26. Which one of the following statements about World Bank lending is incorrect?

A) By major region of the world, Africa receives the lowest amount of World Bank lending even though Africa has the world’s poorest nations.

B) World Bank lending often competes with private lending sources.

C) The World Bank’s official mission is to provide funds to developing nations that cannot attract private capital.

D) Eastern Europe now receives the greatest percentage of World Bank funds.

E) World Bank lending that competes with private lending sources is an example of a policy distortion.

Ans: D

Dif: M


27. Which of the following statements about speculative attacks on currency are correct?

I. A speculative attack can only occur if the exchange rate is fixed at a level inconsistent with economic fundamentals.
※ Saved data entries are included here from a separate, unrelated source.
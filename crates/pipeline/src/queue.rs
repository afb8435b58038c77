//! The queue abstraction: a bounded FIFO of [`Batch`]es with a known port
//! name, a flavor ([`QueueFlavor::Intra`] or [`QueueFlavor::Inter`]), and a
//! capacity.
//!
//! `INTRA` queues are a plain bounded [`crossbeam::channel`] — both ends
//! live in this process, so one struct can hand out a sender and a
//! receiver clone to whichever node needs them.
//!
//! `INTER` queues cross a process boundary. Unlike a crossbeam channel, an
//! [`ipc_channel`] pair genuinely only has one meaningful direction per
//! side: the producer process holds a sender, the consumer process holds
//! a receiver. We pair a data channel with a permit channel pre-loaded
//! with `capacity` tokens so that `put` still blocks once the queue is
//! full, matching `INTRA`'s backpressure behavior across the process
//! boundary.

use crossbeam::channel::{bounded, Receiver, Sender};
use ipc_channel::ipc::{self, IpcReceiver, IpcSender};
use serde::{Deserialize, Serialize};
use std::sync::{
	atomic::{AtomicBool, Ordering},
	Arc, Mutex,
};

use conduit_util::PortName;

use crate::{batch::Batch, errors::NodeError};

/// A bounded FIFO of [`Batch`]es, attached to exactly one producer node
/// and one consumer node.
pub trait Queue: Send + Sync {
	/// The port name this queue is attached to
	fn name(&self) -> &PortName;

	/// Block until there is room, then push `batch`
	fn put(&self, batch: Batch) -> Result<(), NodeError>;

	/// Block until a batch is available, then pop it
	fn get(&self) -> Result<Batch, NodeError>;

	/// Is this queue empty right now? Best-effort, never blocks.
	fn is_empty(&self) -> bool;

	/// Empty this queue without blocking. Idempotent.
	fn drain(&self);
}

/// A concurrent-task-safe FIFO living in this process's address space
pub struct IntraQueue {
	name: PortName,
	tx: Sender<Batch>,
	rx: Receiver<Batch>,
}

impl IntraQueue {
	/// Make a new intra-process queue with the given capacity
	pub fn new(name: PortName, capacity: usize) -> Arc<Self> {
		let (tx, rx) = bounded(capacity);
		Arc::new(Self { name, tx, rx })
	}
}

impl Queue for IntraQueue {
	fn name(&self) -> &PortName {
		&self.name
	}

	fn put(&self, batch: Batch) -> Result<(), NodeError> {
		self.tx.send(batch).map_err(|_| NodeError::QueueClosed {
			port: self.name.clone(),
		})
	}

	fn get(&self) -> Result<Batch, NodeError> {
		self.rx.recv().map_err(|_| NodeError::QueueClosed {
			port: self.name.clone(),
		})
	}

	fn is_empty(&self) -> bool {
		self.rx.is_empty()
	}

	fn drain(&self) {
		while self.rx.try_recv().is_ok() {}
	}
}

/// The raw, serializable channel endpoints for the producer side of a
/// cross-process queue. Used only in transit: either wrapped locally
/// into an [`InterQueueProducer`] when both queue ends stay in the root
/// process, or shipped whole inside a [`crate::worker::NodeBootstrap`]
/// when the producer lives in a spawned child.
#[derive(Serialize, Deserialize)]
pub struct InterProducerWire {
	pub(crate) name: PortName,
	pub(crate) data_tx: IpcSender<Batch>,
	pub(crate) permits: IpcReceiver<()>,
}

/// The raw, serializable channel endpoints for the consumer side of a
/// cross-process queue. See [`InterProducerWire`].
#[derive(Serialize, Deserialize)]
pub struct InterConsumerWire {
	pub(crate) name: PortName,
	pub(crate) data_rx: IpcReceiver<Batch>,
	pub(crate) permits: IpcSender<()>,
}

/// The producer-side handle of a cross-process queue
pub struct InterQueueProducer {
	name: PortName,
	data_tx: IpcSender<Batch>,
	permits: Mutex<IpcReceiver<()>>,
	closed: AtomicBool,
}

impl InterQueueProducer {
	/// Wrap a deserialized wire endpoint for local use
	pub fn from_wire(wire: InterProducerWire) -> Arc<Self> {
		Arc::new(Self {
			name: wire.name,
			data_tx: wire.data_tx,
			permits: Mutex::new(wire.permits),
			closed: AtomicBool::new(false),
		})
	}
}

/// The consumer-side handle of a cross-process queue
pub struct InterQueueConsumer {
	name: PortName,
	data_rx: Mutex<IpcReceiver<Batch>>,
	permits: IpcSender<()>,
}

impl InterQueueConsumer {
	/// Wrap a deserialized wire endpoint for local use
	pub fn from_wire(wire: InterConsumerWire) -> Arc<Self> {
		Arc::new(Self {
			name: wire.name,
			data_rx: Mutex::new(wire.data_rx),
			permits: wire.permits,
		})
	}
}

/// Build a linked pair of cross-process queue endpoints.
///
/// `capacity` permits are seeded into the permit channel up front; a
/// producer must acquire one before every `put`, and a consumer returns
/// one after every `get`. The caller decides whether each end stays in
/// this process (wrap with [`InterQueueProducer::from_wire`] /
/// [`InterQueueConsumer::from_wire`]) or travels to a spawned child
/// inside a `NodeBootstrap`.
pub fn inter_pair(name: PortName, capacity: usize) -> (InterProducerWire, InterConsumerWire) {
	let (data_tx, data_rx) = ipc::channel().expect("failed to create IPC data channel");
	let (permit_tx, permit_rx) = ipc::channel().expect("failed to create IPC permit channel");

	for _ in 0..capacity {
		permit_tx.send(()).expect("failed to seed IPC permit channel");
	}

	(
		InterProducerWire {
			name: name.clone(),
			data_tx,
			permits: permit_rx,
		},
		InterConsumerWire {
			name,
			data_rx,
			permits: permit_tx,
		},
	)
}

impl Queue for InterQueueProducer {
	fn name(&self) -> &PortName {
		&self.name
	}

	fn put(&self, batch: Batch) -> Result<(), NodeError> {
		if self.closed.load(Ordering::Acquire) {
			return Err(NodeError::QueueClosed {
				port: self.name.clone(),
			});
		}

		self.permits
			.lock()
			.unwrap()
			.recv()
			.map_err(|_| NodeError::QueueClosed {
				port: self.name.clone(),
			})?;

		self.data_tx.send(batch).map_err(|_| NodeError::QueueClosed {
			port: self.name.clone(),
		})
	}

	fn get(&self) -> Result<Batch, NodeError> {
		unreachable!("get() called on a producer-only queue handle for `{}`", self.name)
	}

	fn is_empty(&self) -> bool {
		false
	}

	fn drain(&self) {
		// We hold no receiving end; best we can do is stop admitting new
		// puts. The terminated node won't call put() again in practice
		// (the worker loop exits on the same transition that triggers drain).
		self.closed.store(true, Ordering::Release);
	}
}

impl Queue for InterQueueConsumer {
	fn name(&self) -> &PortName {
		&self.name
	}

	fn put(&self, _batch: Batch) -> Result<(), NodeError> {
		unreachable!("put() called on a consumer-only queue handle for `{}`", self.name)
	}

	fn get(&self) -> Result<Batch, NodeError> {
		let batch = self
			.data_rx
			.lock()
			.unwrap()
			.recv()
			.map_err(|_| NodeError::QueueClosed {
				port: self.name.clone(),
			})?;

		// Best-effort: if the producer side is gone this just leaks a permit.
		let _ = self.permits.send(());

		Ok(batch)
	}

	fn is_empty(&self) -> bool {
		false
	}

	fn drain(&self) {
		let rx = self.data_rx.lock().unwrap();
		while rx.try_recv().is_ok() {}
	}
}

#[cfg(test)]
mod tests {
	use super::*;

	#[test]
	fn intra_queue_put_get_is_fifo() {
		let q = IntraQueue::new(PortName::new("p"), 4);
		q.put(Batch::ok_records(vec![])).unwrap();
		q.put(Batch::last()).unwrap();
		assert!(q.get().unwrap().is_ok());
		assert!(q.get().unwrap().is_last());
	}

	#[test]
	fn intra_queue_drain_is_idempotent() {
		let q = IntraQueue::new(PortName::new("p"), 4);
		q.put(Batch::ok_records(vec![])).unwrap();
		q.drain();
		assert!(q.is_empty());
		q.drain();
		assert!(q.is_empty());
	}

	#[test]
	fn inter_pair_put_get_roundtrips() {
		let (producer_wire, consumer_wire) = inter_pair(PortName::new("p"), 2);
		let producer = InterQueueProducer::from_wire(producer_wire);
		let consumer = InterQueueConsumer::from_wire(consumer_wire);
		producer.put(Batch::ok_records(vec![])).unwrap();
		let got = consumer.get().unwrap();
		assert!(got.is_ok());
	}
}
II. The moral hazard problem can lead to a speculative attack.

III. Speculative attacks can occur in countries with fixed exchange rates at any time when enough traders perceive that the central bank cannot or will not maintain the currency peg.

A) I only

B) I and II only

C) II and III only

D) I and III only

E) I, II and III

Ans: C

Dif: M

28. According to the text there is a strong __________ relationship between the EMBI spread and __________.

A) direct; financial instabilities

B) direct; financial crises

C) inverse; capital flows

D) inverse; moral hazard problems

E) direct; speculative attacks

Ans: C

Dif: M

29. Although many recent proposals differ, most proposals contain some common features about revamping the existing international financial architecture. The typical common features include all but which one of the following?

A) More information made public by multinational lenders and borrowers.

B) Create a global lender of last resort.

C) Better financial and accounting standards used on granting loans.

D) Increased use of high conditionality on IMF loans.

E) Increased use of ex-ante conditionality on IMF loans.